La dégringolade du prix des matières premières sensibles à la conjoncture économique, notamment l'énergie et les métaux industriels, signale que la crise financière est sortie du périmètre de Wall Street ou de la City et commence à toucher l'économie réelle.

La dégringolade du prix des matières premières sensibles à la conjoncture économique, notamment l'énergie et les métaux industriels, signale que la crise financière est sortie du périmètre de Wall Street ou de la City et commence à toucher l'économie réelle.

«Bien que tous les regards soient braqués sur la crise du crédit, sur les baisses de taux et sur le sauvetage des marchés financiers, la détérioration de l'économie réelle n'a pas échappé aux courtiers des matières premières», souligne l'analyste John Reade, de la banque UBS.

Les prix du pétrole, matière première la plus emblématique de toutes, ont reculé d'environ 45% en trois mois, passant de près de 150 $ US en juillet à 81 $ US à Londres mardi.

L'or noir souffre à la fois d'être monté à un niveau de prix trop haut cet été, incitant les consommateurs à laisser leur voiture au garage, et des effets directs de la crise financière: les investisseurs ont vendu à tour de bras leurs participations dans ce marché en voyant la demande se contracter aux États-Unis et en Europe, mais aussi pour rapatrier des capitaux dans le contexte de la crise de liquidités.

Mêmes causes, mêmes effets sur le marché du London Metal Exchange où s'échangent les métaux de base (cuivre, nickel, plomb...). Là aussi la crise fait grincer les dents: ces «commodities» sont revenus à des niveaux de prix pratiqués trois ans plus tôt.

Leader de ce secteur, le cuivre qui culminait à 8940 dollars la tonne pendant l'été, a reculé mercredi à 5212 dollars, un plus bas depuis mars 2006.

Le Groupe international d'étude du cuivre (ICSG), qui tablait en début d'année sur un manque de ce métal sur le marché, a refait ses calculs jeudi en tenant compte de la crise.

«Le déficit pour la première moitié de l'année, calculé à 100 000 tonnes, devrait être compensé par un surplus de 235 000 tonnes pour la seconde moitié» de 2008 en raison du «retournement des marchés mondiaux», affirme l'institut.

Star déchue des métaux, le nickel est retombé à 12 650 dollars la tonne, son niveau de décembre 2005. Métal «de base» le plus cher jamais vendu, avec un record à 51 800 dollars en mai 2007, il a vu son prix divisé par quatre en 18 mois.

Le zinc a reculé à 1430 dollars, un plus bas depuis trois ans.

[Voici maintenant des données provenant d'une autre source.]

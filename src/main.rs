#[cfg(target_os = "espidf")]
fn main() -> Result<(), anyhow::Error> {
    firmware::run()
}

#[cfg(not(target_os = "espidf"))]
fn main() -> Result<(), anyhow::Error> {
    simulator::run()
}

#[cfg(target_os = "espidf")]
mod firmware {
    use anyhow::anyhow;
    use esp_idf_svc::eventloop::EspSystemEventLoop;
    use esp_idf_svc::hal::{delay::FreeRtos, peripherals::Peripherals};
    use esp_idf_svc::timer::EspTaskTimerService;
    use log::{error, warn};

    use stress_pulser::{
        board::{Board, TraceLink},
        clock::{Clock, SystemClock},
        control::ControlLoop,
        display, Monitor, MonitorConfig,
    };

    const LOOP_DELAY_MS: u32 = 2;
    const RENDER_INTERVAL_MS: u64 = 100;
    const TRACE_INTERVAL_MS: u64 = 1_000;

    pub fn run() -> Result<(), anyhow::Error> {
        // It is necessary to call this function once. Otherwise some patches to the runtime
        // implemented by esp-idf-sys might not link properly. See https://github.com/esp-rs/esp-idf-template/issues/71
        esp_idf_svc::sys::link_patches();

        // Logs stay on the console UART, telemetry has UART1 to itself
        esp_idf_svc::log::EspLogger::initialize_default();

        let peripherals = Peripherals::take()?;
        let sys_loop = EspSystemEventLoop::take()?;
        let timer_service = EspTaskTimerService::new()?;

        let mut board = Board::new(peripherals, sys_loop, timer_service)?;

        let mut tft = match board.display {
            Ok(tft) => tft,
            Err(e) => {
                error!("Display init failed, halting: {:?}", e);
                loop {
                    FreeRtos::delay_ms(1_000);
                }
            }
        };
        board.backlight.set_high()?;
        display::render_splash(&mut tft, "Waiting for pulse")
            .map_err(|_| anyhow!("draw splash"))?;

        let trace_link = board.eth.and_then(|eth| {
            TraceLink::connect(eth)
                .map_err(|e| warn!("No network, trace stream disabled: {:?}", e))
                .ok()
        });

        let mut ctl = ControlLoop::new(
            Monitor::new(MonitorConfig::default()),
            board.pulse,
            SystemClock::new(),
            board.motors,
            board.telemetry,
        )?;

        let mut last_render_ms = 0;
        let mut last_trace_ms = 0;
        loop {
            ctl.run_once()?;
            let now = ctl.clock().now_ms();

            if now - last_render_ms >= RENDER_INTERVAL_MS {
                last_render_ms = now;
                let monitor = ctl.monitor();
                display::render(&mut tft, monitor.waveform(), monitor.bpm(), monitor.stress())
                    .map_err(|_| anyhow!("draw status"))?;
            }

            if let Some(link) = &trace_link {
                if now - last_trace_ms >= TRACE_INTERVAL_MS {
                    last_trace_ms = now;
                    link.send(ctl.monitor(), now)?;
                }
            }

            FreeRtos::delay_ms(LOOP_DELAY_MS);
        }
    }
}

#[cfg(not(target_os = "espidf"))]
mod simulator {
    //! Desktop run of the control loop against a synthetic pulse.
    //!
    //! Telemetry records go to stdout, logs to stderr (`RUST_LOG=info`).

    use std::io;

    use embedded_hal::digital::{ErrorType, OutputPin};
    use log::info;

    use stress_pulser::{
        actuator::StressMotors,
        clock::{Clock, SimClock},
        control::ControlLoop,
        sensor::SyntheticPulse,
        Monitor, MonitorConfig,
    };

    const STEP_MS: u64 = 10;
    const RUN_MS: u64 = 120_000;

    /// Calm, tense and racing rhythms, 40 s each.
    const PHASES: [(u64, &[u64]); 3] = [
        (40_000, &[820, 910, 760, 980, 840, 1020, 790]),
        (80_000, &[690, 760, 700, 770, 720]),
        (RUN_MS, &[620, 625, 621, 624]),
    ];

    struct LogPin(&'static str);

    impl ErrorType for LogPin {
        type Error = core::convert::Infallible;
    }

    impl OutputPin for LogPin {
        fn set_low(&mut self) -> Result<(), Self::Error> {
            log::trace!("{} off", self.0);
            Ok(())
        }

        fn set_high(&mut self) -> Result<(), Self::Error> {
            log::trace!("{} on", self.0);
            Ok(())
        }
    }

    pub fn run() -> Result<(), anyhow::Error> {
        env_logger::Builder::from_env(env_logger::Env::default().default_filter_or("info"))
            .init();

        let clock = SimClock::new(0);
        let (_, first) = PHASES[0];
        let motors = StressMotors::new(LogPin("motor A"), LogPin("motor B"));
        let mut ctl = ControlLoop::new(
            Monitor::new(MonitorConfig::default()),
            SyntheticPulse::new(&clock, first),
            &clock,
            motors,
            io::stdout(),
        )?;

        for (end_ms, intervals) in PHASES {
            info!("Pulse phase until {} ms: {:?}", end_ms, intervals);
            ctl.sensor_mut().set_intervals(intervals);
            while clock.now_ms() < end_ms {
                clock.advance(STEP_MS);
                ctl.run_once()?;
            }
        }

        Ok(())
    }
}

Et l'aluminium a plongé à 2230 dollars, un niveau plus atteint depuis janvier 2006.

La courbe des prix des métaux de base, consommés dans l'industrie et le bâtiment, épouse généralement les cycles de croissance: leurs prix sont donc habituellement considérés comme de bons indicateurs de conjoncture.

«La faiblesse des métaux reflète la détérioration des perspectives économiques mondiales», souligne William Adams, du cabinet BaseMetals.

Ce sombre avenir a d'ailleurs été confirmé par le Fonds monétaire international (FMI), qui a nettement revu à la baisse mercredi sa prévision de la croissance mondiale, à 3%, celle des pays développés ne devant pas dépasser 0,5%.

Autres prix considérés comme des baromètres particuliers de l'économie mondiale, ceux du transport de marchandises sèches (charbon, acier, céréales...) par bateau se sont effondrés à leurs niveaux les plus bas depuis plus de deux ans.

Même les prix des matières premières alimentaires ont commencé à baisser: le départ des fonds d'investissement a fait plonger le cours du café à un niveau plus vu depuis un an.

La crise financière pourrait en outre inciter les consommateurs à changer leurs habitudes et boire du café chez eux, par économie, a averti jeudi l'Organisation internationale du café (ICO).

L'unique rescapé de ce grand jeu de massacre est l'or dont le prix a insolemment grimpé à 921 $ US mercredi, non loin de son record absolu du printemps (à 1032 $ US).

Avant d'être un métal industriel, le métal jaune est d'abord un placement financier qui profite à plein de son attrait de valeur refuge par gros temps. Même les vendeurs de lingots d'or constatent cet engouement.